Hello All, I am a first time poster, but have scoured these forums and read a lot over the last year. I still have some questions. First off, I do own my own communications company currently, but am looking to expand into real estate as my side business/ 2nd business. I do have some capital to use, but still looking at some Hard Lending options/Rehab to Rent options.

#1 - I currently live in CT and looking to rehab in the state. I have 3 realtor connections in place that have been sending me listings on rehab SFH, MFH and Condos. Would you recommend getting a pre-approval letter from a Lender Before looking at any of these properties or is it ok to go in, write up an offer and put the purchase as OTHER - Hard Money then get approval?

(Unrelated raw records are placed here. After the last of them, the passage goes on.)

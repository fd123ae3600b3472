//! Core merge orchestration.
//!
//! Validates each upload, drives the codec and accumulates pages into a
//! single output document. Processing stops at the first offending upload
//! and the partially built writer is dropped.

use tracing::{debug, info};

use crate::error::MergeError;
use crate::io::{LopdfCodec, PageWriter, PdfCodec, PdfDocument};
use crate::utils::{format_file_size, has_pdf_extension, output_filename, secure_filename};

/// One file part from a multipart upload.
#[derive(Debug, Clone, PartialEq, Eq, Default)]
pub struct UploadItem {
    /// Filename as sent by the client. Empty for unused picker slots.
    pub filename: String,

    /// Raw file content.
    pub bytes: Vec<u8>,
}

impl UploadItem {
    /// Create an upload item.
    pub fn new(filename: impl Into<String>, bytes: impl Into<Vec<u8>>) -> Self {
        Self {
            filename: filename.into(),
            bytes: bytes.into(),
        }
    }

    /// Whether this slot had no file selected.
    pub fn is_unselected(&self) -> bool {
        self.filename.is_empty()
    }
}

/// Result of a successful merge.
#[derive(Debug, Clone)]
pub struct MergeResult {
    /// Serialized merged PDF.
    pub output_bytes: Vec<u8>,

    /// Total number of pages in the merged document.
    pub page_count: usize,

    /// Sanitized download filename, always ending in `.pdf`.
    pub output_filename: String,

    /// Number of uploads that contributed to the output.
    pub files_merged: usize,
}

/// Merges uploaded PDFs using an injected codec.
#[derive(Debug, Clone, Default)]
pub struct Merger<C = LopdfCodec> {
    codec: C,
}

impl Merger<LopdfCodec> {
    /// Create a merger backed by `lopdf`.
    pub fn new() -> Self {
        Self::with_codec(LopdfCodec::new())
    }
}

impl<C: PdfCodec> Merger<C> {
    /// Create a merger backed by `codec`.
    pub fn with_codec(codec: C) -> Self {
        Self { codec }
    }

    /// Merge `uploads`, in order, into a single PDF.
    ///
    /// Empty picker slots are skipped. Each remaining upload must have a
    /// `.pdf` name, non-empty content and parse as a PDF; encrypted files are
    /// opened with the empty password only.
    ///
    /// # Errors
    ///
    /// Returns the [`MergeError`] for the first upload that fails
    /// validation, [`MergeError::EmptySelection`] if no file was selected and
    /// [`MergeError::NoPagesMerged`] if the accepted documents have no pages.
    ///
    /// # Examples
    ///
    /// ```no_run
    /// use pdfmerge::merge::{Merger, UploadItem};
    ///
    /// # fn example(a: Vec<u8>, b: Vec<u8>) -> Result<(), pdfmerge::error::MergeError> {
    /// let merger = Merger::new();
    /// let result = merger.merge(
    ///     vec![UploadItem::new("a.pdf", a), UploadItem::new("b.pdf", b)],
    ///     Some("Report"),
    /// )?;
    /// assert_eq!(result.output_filename, "Report.pdf");
    /// # Ok(())
    /// # }
    /// ```
    pub fn merge(
        &self,
        uploads: Vec<UploadItem>,
        requested_output_name: Option<&str>,
    ) -> Result<MergeResult, MergeError> {
        if uploads.iter().all(UploadItem::is_unselected) {
            return Err(MergeError::EmptySelection);
        }

        let mut writer = self.codec.writer();
        let mut page_count = 0;
        let mut files_merged = 0;

        for (slot, upload) in uploads.into_iter().enumerate() {
            if upload.is_unselected() {
                debug!(slot, "Skipping empty upload slot");
                continue;
            }

            let filename = secure_filename(&upload.filename);
            if !has_pdf_extension(&filename) {
                return Err(MergeError::unsupported_type(filename));
            }

            if upload.bytes.is_empty() {
                return Err(MergeError::empty_file(filename));
            }

            let mut document = self.codec.parse(&upload.bytes).map_err(|err| {
                debug!(%filename, error = %err, "Failed to parse upload");
                if err.is_encryption() {
                    MergeError::encrypted_unreadable(&filename)
                } else {
                    MergeError::invalid_pdf(&filename)
                }
            })?;

            // Only the empty password is ever tried
            if document.is_encrypted() {
                document
                    .decrypt("")
                    .map_err(|_| MergeError::encrypted_unreadable(&filename))?;
            }

            let appended = writer.append_pages(document).map_err(|err| {
                debug!(%filename, error = %err, "Failed to import pages");
                MergeError::invalid_pdf(&filename)
            })?;

            debug!(
                %filename,
                size = %format_file_size(upload.bytes.len() as u64),
                pages = appended,
                "Accepted upload"
            );
            page_count += appended;
            files_merged += 1;
        }

        if page_count == 0 {
            return Err(MergeError::NoPagesMerged);
        }

        let output_bytes = writer
            .serialize()
            .map_err(|err| MergeError::output_failed(err.to_string()))?;

        let output_filename = output_filename(requested_output_name);

        info!(
            files = files_merged,
            pages = page_count,
            size = %format_file_size(output_bytes.len() as u64),
            output = %output_filename,
            "Merged PDF"
        );

        Ok(MergeResult {
            output_bytes,
            page_count,
            output_filename,
            files_merged,
        })
    }
}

#2 - I have several contractor connections within the state including electrical, plumbing, construction, masonry and roofing. Having owned 2 properties in the past and currently owning a SFH as well as a current business owner I can judge most rehab prices pretty well and can form budgets as well as project manage. When dealing with a HML do you always over-budget your rehab cost for unexpected issues or would you recommend keeping a pretty accurate rehab budget to the HML?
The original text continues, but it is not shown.